> ACTIVITY
Sort through the material below and copy each line with "untoc".

※

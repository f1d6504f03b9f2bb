//! Error types for untoc library.

use std::io;
use thiserror::Error;

use crate::model::NodeKind;

/// Result type alias for untoc operations.
pub type Result<T> = std::result::Result<T, Error>;

/// Error types that can occur while building an outline.
#[derive(Error, Debug)]
pub enum Error {
    /// I/O error when reading scan files.
    #[error("I/O error: {0}")]
    Io(#[from] io::Error),

    /// The scan file could not be decoded.
    #[error("Invalid scan data: {0}")]
    Json(#[from] serde_json::Error),

    /// A user supplied pattern failed to compile.
    #[error("Invalid pattern: {0}")]
    InvalidPattern(#[from] regex::Error),

    /// No table of contents heading was found in the document.
    #[error("Could not find a table of contents starting point")]
    MissingAnchor,

    /// An anchor has no ancestor of the level it must nest under.
    #[error(
        "{kind} anchor on page {page} (block {block}, paragraph {paragraph}) has no preceding {parent}",
        parent = .kind.parent_label()
    )]
    StructuralMismatch {
        kind: NodeKind,
        page: usize,
        block: usize,
        paragraph: usize,
    },

    /// Two anchors share page, block, paragraph and vertical position.
    #[error("Anchors on page {page} (block {block}, paragraph {paragraph}) cannot be ordered")]
    AmbiguousOrder {
        page: usize,
        block: usize,
        paragraph: usize,
    },

    /// Geometry was requested from a line or group without children.
    #[error("Element has no children and therefore no bounds")]
    EmptyElement,

    /// Page number is out of range.
    #[error("Page {0} is out of range (document has {1} pages)")]
    PageOutOfRange(usize, usize),

    /// Error during rendering (JSON, text).
    #[error("Rendering error: {0}")]
    Render(String),
}
//! Document model types for scanned outline extraction.
//!
//! Words come from the scanning backend; lines and line groups are built
//! from them by the grouper; outline nodes are built from anchor matches.

mod group;
mod outline;
mod word;

pub use group::{Group, Line, LineGroup};
pub use outline::{Anchor, NodeKind, Outline, OutlineNode, ReadingOrder};
pub use word::{BreakMap, BreakType, DetectedBreak, Word, WordProperty, WordRecord};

※

> RESPONSE AREA
//! Error types for untoc library.
/// Result type alias for untoc operations.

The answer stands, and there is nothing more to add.